(Exercise objective): Would you reproduce all of the entries exactly?

(Records for processing):
.....

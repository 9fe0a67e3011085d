//! Configuration type definitions

#[cfg(feature = "serde")]
use serde::{Deserialize, Serialize};

use crate::time::Alarm;
use crate::traits::Button;

/// Highest button index a scanner can report
pub const MAX_BUTTONS: usize = 16;

/// Tick and duration settings, all in milliseconds
#[derive(Debug, Clone, Copy, PartialEq, Eq)]
#[cfg_attr(feature = "defmt", derive(defmt::Format))]
#[cfg_attr(feature = "serde", derive(Serialize, Deserialize))]
pub struct TimingConfig {
    /// Period between `on_tick` calls
    pub tick_ms: u32,
    /// Time between blink toggles
    pub blink_ms: u32,
    /// How long UP must be held before auto-repeat starts
    pub hold_ms: u32,
    /// Upper bound of the hold accumulator
    pub hold_cap_ms: u32,
    /// Interval between auto-repeat increments
    pub repeat_ms: u32,
    /// How long the alarm banner stays after the match ends
    pub alarm_ms: u32,
}

impl Default for TimingConfig {
    fn default() -> Self {
        Self {
            tick_ms: 50,
            blink_ms: 500,
            hold_ms: 2000,
            hold_cap_ms: 60_000,
            repeat_ms: 200,
            alarm_ms: 3000,
        }
    }
}

/// Scanner indices of the three front-panel buttons
#[derive(Debug, Clone, Copy, PartialEq, Eq)]
#[cfg_attr(feature = "defmt", derive(defmt::Format))]
#[cfg_attr(feature = "serde", derive(Serialize, Deserialize))]
pub struct ButtonMap {
    pub mode: u8,
    pub up: u8,
    pub ok: u8,
}

impl Default for ButtonMap {
    fn default() -> Self {
        Self {
            mode: 0,
            up: 1,
            ok: 2,
        }
    }
}

impl ButtonMap {
    /// Scanner index of `button`
    pub fn index(&self, button: Button) -> usize {
        let raw = match button {
            Button::Mode => self.mode,
            Button::Up => self.up,
            Button::Ok => self.ok,
        };
        raw as usize
    }
}

/// Panel scan direction
///
/// The discriminant is the value OR'ed into the memory access control
/// register.
#[derive(Debug, Clone, Copy, PartialEq, Eq, Default)]
#[cfg_attr(feature = "defmt", derive(defmt::Format))]
#[cfg_attr(feature = "serde", derive(Serialize, Deserialize))]
#[repr(u8)]
pub enum ScanDir {
    /// Left to right, top to bottom
    #[default]
    L2rU2d = 0x00,
    L2rD2u = 0x80,
    R2lU2d = 0x40,
    R2lD2u = 0xC0,
    U2dL2r = 0x20,
    U2dR2l = 0x60,
    D2uL2r = 0xA0,
    D2uR2l = 0xE0,
}

impl ScanDir {
    /// Register bits for this direction
    pub const fn bits(self) -> u8 {
        self as u8
    }

    /// Whether rows and columns are exchanged (landscape)
    pub const fn swaps_axes(self) -> bool {
        (self.bits() >> 4) % 4 != 0
    }

    /// Parse a direction name such as `"L2R_U2D"`
    pub fn from_name(name: &str) -> Option<Self> {
        let dir = match name {
            "L2R_U2D" => ScanDir::L2rU2d,
            "L2R_D2U" => ScanDir::L2rD2u,
            "R2L_U2D" => ScanDir::R2lU2d,
            "R2L_D2U" => ScanDir::R2lD2u,
            "U2D_L2R" => ScanDir::U2dL2r,
            "U2D_R2L" => ScanDir::U2dR2l,
            "D2U_L2R" => ScanDir::D2uL2r,
            "D2U_R2L" => ScanDir::D2uR2l,
            _ => return None,
        };
        Some(dir)
    }
}

/// Display settings
#[derive(Debug, Clone, Copy, PartialEq, Eq, Default)]
#[cfg_attr(feature = "defmt", derive(defmt::Format))]
#[cfg_attr(feature = "serde", derive(Serialize, Deserialize))]
pub struct DisplayConfig {
    pub scan_dir: ScanDir,
}

/// Complete appliance configuration
#[derive(Debug, Clone, Copy, PartialEq, Eq, Default)]
#[cfg_attr(feature = "defmt", derive(defmt::Format))]
#[cfg_attr(feature = "serde", derive(Serialize, Deserialize))]
pub struct ClockConfig {
    pub timing: TimingConfig,
    /// Alarm slot at power-on
    pub alarm: Alarm,
    pub buttons: ButtonMap,
    pub display: DisplayConfig,
}

/// Reasons a configuration is rejected
#[derive(Debug, Clone, Copy, PartialEq, Eq)]
#[cfg_attr(feature = "defmt", derive(defmt::Format))]
pub enum ConfigError {
    /// `tick_ms` is zero
    ZeroTick,
    /// A period is zero or not a whole number of ticks
    PeriodNotTickMultiple,
    /// `hold_cap_ms` is below `hold_ms`, so repeat could never start
    HoldCapBelowThreshold,
    /// A button index is outside the scanner range
    ButtonOutOfRange,
    /// Two buttons share an index
    DuplicateButton,
    /// Alarm time outside 00:00:00-23:59:59
    InvalidAlarm,
}

impl ClockConfig {
    /// Check the configuration for consistency
    pub fn validate(&self) -> Result<(), ConfigError> {
        let t = &self.timing;
        if t.tick_ms == 0 {
            return Err(ConfigError::ZeroTick);
        }
        let periods = [t.blink_ms, t.hold_ms, t.hold_cap_ms, t.repeat_ms, t.alarm_ms];
        if periods.iter().any(|&p| p == 0 || p % t.tick_ms != 0) {
            return Err(ConfigError::PeriodNotTickMultiple);
        }
        if t.hold_cap_ms < t.hold_ms {
            return Err(ConfigError::HoldCapBelowThreshold);
        }

        let b = &self.buttons;
        if [b.mode, b.up, b.ok].iter().any(|&i| i as usize >= MAX_BUTTONS) {
            return Err(ConfigError::ButtonOutOfRange);
        }
        if b.mode == b.up || b.mode == b.ok || b.up == b.ok {
            return Err(ConfigError::DuplicateButton);
        }

        if !self.alarm.is_valid() {
            return Err(ConfigError::InvalidAlarm);
        }
        Ok(())
    }
}

#[cfg(test)]
mod tests {
    use super::*;

    #[test]
    fn test_button_map_index() {
        let map = ButtonMap {
            mode: 5,
            up: 0,
            ok: 9,
        };
        assert_eq!(map.index(Button::Mode), 5);
        assert_eq!(map.index(Button::Up), 0);
        assert_eq!(map.index(Button::Ok), 9);
    }

    #[test]
    fn test_defaults_are_valid() {
        let config = ClockConfig::default();
        assert_eq!(config.validate(), Ok(()));
        assert_eq!(config.timing.tick_ms, 50);
        assert_eq!(config.alarm, Alarm::default());
    }

    #[test]
    fn test_zero_tick_rejected() {
        let mut config = ClockConfig::default();
        config.timing.tick_ms = 0;
        assert_eq!(config.validate(), Err(ConfigError::ZeroTick));
    }

    #[test]
    fn test_period_must_be_tick_multiple() {
        let mut config = ClockConfig::default();
        config.timing.repeat_ms = 210;
        assert_eq!(config.validate(), Err(ConfigError::PeriodNotTickMultiple));
    }

    #[test]
    fn test_hold_cap_below_threshold() {
        let mut config = ClockConfig::default();
        config.timing.hold_cap_ms = 1000;
        assert_eq!(config.validate(), Err(ConfigError::HoldCapBelowThreshold));
    }

    #[test]
    fn test_button_checks() {
        let mut config = ClockConfig::default();
        config.buttons.ok = 16;
        assert_eq!(config.validate(), Err(ConfigError::ButtonOutOfRange));
        config.buttons.ok = 1;
        assert_eq!(config.validate(), Err(ConfigError::DuplicateButton));
    }

    #[test]
    fn test_scan_dir_orientation() {
        assert!(!ScanDir::L2rU2d.swaps_axes());
        assert!(!ScanDir::R2lD2u.swaps_axes());
        assert!(ScanDir::U2dL2r.swaps_axes());
        assert!(ScanDir::D2uR2l.swaps_axes());
        assert_eq!(ScanDir::from_name("D2U_L2R"), Some(ScanDir::D2uL2r));
        assert_eq!(ScanDir::from_name("sideways"), None);
    }
}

.....

(Solution to this problem):
repository 9fe0a67e3011085d
//! Configuration type definitions

#[cfg(feature = "serde")]
use serde::{Deserialize, Serialize};

use crate::time::Alarm;
use crate::traits::Button;

/// Highest button index a scanner can report
pub const MAX_BUTTONS: usize = 16;

/// Tick and duration settings, all in milliseconds
#[derive(Debug, Clone, Copy, PartialEq, Eq)]
#[cfg_attr(feature = "defmt", derive(defmt::Format))]
#[cfg_attr(feature = "serde", derive(Serialize, Deserialize))]
pub struct TimingConfig {
    /// Period between `on_tick` calls
    pub tick_ms: u32,
    /// Time between blink toggles
    pub blink_ms: u32,
    /// How long UP must be held before auto-repeat starts
    pub hold_ms: u32,
    /// Upper bound of the hold accumulator
    pub hold_cap_ms: u32,
    /// Interval between auto-repeat increments
    pub repeat_ms: u32,
    /// How long the alarm banner stays after the match ends
    pub alarm_ms: u32,
}

impl Default for TimingConfig {
    fn default() -> Self {
        Self {
            tick_ms: 50,
            blink_ms: 500,
            hold_ms: 2000,
            hold_cap_ms: 60_000,
            repeat_ms: 200,
            alarm_ms: 3000,
        }
    }
}

/// Scanner indices of the three front-panel buttons
#[derive(Debug, Clone, Copy, PartialEq, Eq)]
#[cfg_attr(feature = "defmt", derive(defmt::Format))]
#[cfg_attr(feature = "serde", derive(Serialize, Deserialize))]
pub struct ButtonMap {
    pub mode: u8,
    pub up: u8,
    pub ok: u8,
}

impl Default for ButtonMap {
    fn default() -> Self {
        Self {
            mode: 0,
            up: 1,
            ok: 2,
        }
    }
}

impl ButtonMap {
    /// Scanner index of `button`
    pub fn index(&self, button: Button) -> usize {
        let raw = match button {
            Button::Mode => self.mode,
            Button::Up => self.up,
            Button::Ok => self.ok,
        };
        raw as usize
    }
}

/// Panel scan direction
///
/// The discriminant is the value OR'ed into the memory access control
/// register.
#[derive(Debug, Clone, Copy, PartialEq, Eq, Default)]
#[cfg_attr(feature = "defmt", derive(defmt::Format))]
#[cfg_attr(feature = "serde", derive(Serialize, Deserialize))]
#[repr(u8)]
pub enum ScanDir {
    /// Left to right, top to bottom
    #[default]
    L2rU2d = 0x00,
    L2rD2u = 0x80,
    R2lU2d = 0x40,
    R2lD2u = 0xC0,
    U2dL2r = 0x20,
    U2dR2l = 0x60,
    D2uL2r = 0xA0,
    D2uR2l = 0xE0,
}

impl ScanDir {
    /// Register bits for this direction
    pub const fn bits(self) -> u8 {
        self as u8
    }

    /// Whether rows and columns are exchanged (landscape)
    pub const fn swaps_axes(self) -> bool {
        (self.bits() >> 4) % 4 != 0
    }

    /// Parse a direction name such as `"L2R_U2D"`
    pub fn from_name(name: &str) -> Option<Self> {
        let dir = match name {
            "L2R_U2D" => ScanDir::L2rU2d,
            "L2R_D2U" => ScanDir::L2rD2u,
            "R2L_U2D" => ScanDir::R2lU2d,
            "R2L_D2U" => ScanDir::R2lD2u,
            "U2D_L2R" => ScanDir::U2dL2r,
            "U2D_R2L" => ScanDir::U2dR2l,
            "D2U_L2R" => ScanDir::D2uL2r,
            "D2U_R2L" => ScanDir::D2uR2l,
            _ => return None,
        };
        Some(dir)
    }
}

/// Display settings
#[derive(Debug, Clone, Copy, PartialEq, Eq, Default)]
#[cfg_attr(feature = "defmt", derive(defmt::Format))]
#[cfg_attr(feature = "serde", derive(Serialize, Deserialize))]
pub struct DisplayConfig {
    pub scan_dir: ScanDir,
}

/// Complete appliance configuration
#[derive(Debug, Clone, Copy, PartialEq, Eq, Default)]
#[cfg_attr(feature = "defmt", derive(defmt::Format))]
#[cfg_attr(feature = "serde", derive(Serialize, Deserialize))]
pub struct ClockConfig {
    pub timing: TimingConfig,
    /// Alarm slot at power-on
    pub alarm: Alarm,
    pub buttons: ButtonMap,
    pub display: DisplayConfig,
}

/// Reasons a configuration is rejected
#[derive(Debug, Clone, Copy, PartialEq, Eq)]
#[cfg_attr(feature = "defmt", derive(defmt::Format))]
pub enum ConfigError {
    /// `tick_ms` is zero
    ZeroTick,
    /// A period is zero or not a whole number of ticks
    PeriodNotTickMultiple,
    /// `hold_cap_ms` is below `hold_ms`, so repeat could never start
    HoldCapBelowThreshold,
    /// A button index is outside the scanner range
    ButtonOutOfRange,
    /// Two buttons share an index
    DuplicateButton,
    /// Alarm time outside 00:00:00-23:59:59
    InvalidAlarm,
}

impl ClockConfig {
    /// Check the configuration for consistency
    pub fn validate(&self) -> Result<(), ConfigError> {
        let t = &self.timing;
        if t.tick_ms == 0 {
            return Err(ConfigError::ZeroTick);
        }
        let periods = [t.blink_ms, t.hold_ms, t.hold_cap_ms, t.repeat_ms, t.alarm_ms];
        if periods.iter().any(|&p| p == 0 || p % t.tick_ms != 0) {
            return Err(ConfigError::PeriodNotTickMultiple);
        }
        if t.hold_cap_ms < t.hold_ms {
            return Err(ConfigError::HoldCapBelowThreshold);
        }

        let b = &self.buttons;
        if [b.mode, b.up, b.ok].iter().any(|&i| i as usize >= MAX_BUTTONS) {
            return Err(ConfigError::ButtonOutOfRange);
        }
        if b.mode == b.up || b.mode == b.ok || b.up == b.ok {
            return Err(ConfigError::DuplicateButton);
        }

        if !self.alarm.is_valid() {
            return Err(ConfigError::InvalidAlarm);
        }
        Ok(())
    }
}

#[cfg(test)]
mod tests {
    use super::*;

    #[test]
    fn test_button_map_index() {
        let map = ButtonMap {
            mode: 5,
            up: 0,
            ok: 9,
        };
        assert_eq!(map.index(Button::Mode), 5);
        assert_eq!(map.index(Button::Up), 0);
        assert_eq!(map.index(Button::Ok), 9);
    }

    #[test]
    fn test_defaults_are_valid() {
        let config = ClockConfig::default();
        assert_eq!(config.validate(), Ok(()));
        assert_eq!(config.timing.tick_ms, 50);
        assert_eq!(config.alarm, Alarm::default());
    }

    #[test]
    fn test_zero_tick_rejected() {
        let mut config = ClockConfig::default();
        config.timing.tick_ms = 0;
        assert_eq!(config.validate(), Err(ConfigError::ZeroTick));
    }

    #[test]
    fn test_period_must_be_tick_multiple() {
        let mut config = ClockConfig::default();
        config.timing.repeat_ms = 210;
        assert_eq!(config.validate(), Err(ConfigError::PeriodNotTickMultiple));
    }

    #[test]
    fn test_hold_cap_below_threshold() {
        let mut config = ClockConfig::default();
        config.timing.hold_cap_ms = 1000;
        assert_eq!(config.validate(), Err(ConfigError::HoldCapBelowThreshold));
    }

    #[test]
    fn test_button_checks() {
        let mut config = ClockConfig::default();
        config.buttons.ok = 16;
        assert_eq!(config.validate(), Err(ConfigError::ButtonOutOfRange));
        config.buttons.ok = 1;
        assert_eq!(config.validate(), Err(ConfigError::DuplicateButton));
    }

    #[test]
    fn test_scan_dir_orientation() {
        assert!(!ScanDir::L2rU2d.swaps_axes());
        assert!(!ScanDir::R2lD2u.swaps_axes());
        assert!(ScanDir::U2dL2r.swaps_axes());
        assert!(ScanDir::D2uR2l.swaps_axes());
        assert_eq!(ScanDir::from_name("D2U_L2R"), Some(ScanDir::D2uL2r));
        assert_eq!(ScanDir::from_name("sideways"), None);
    }
}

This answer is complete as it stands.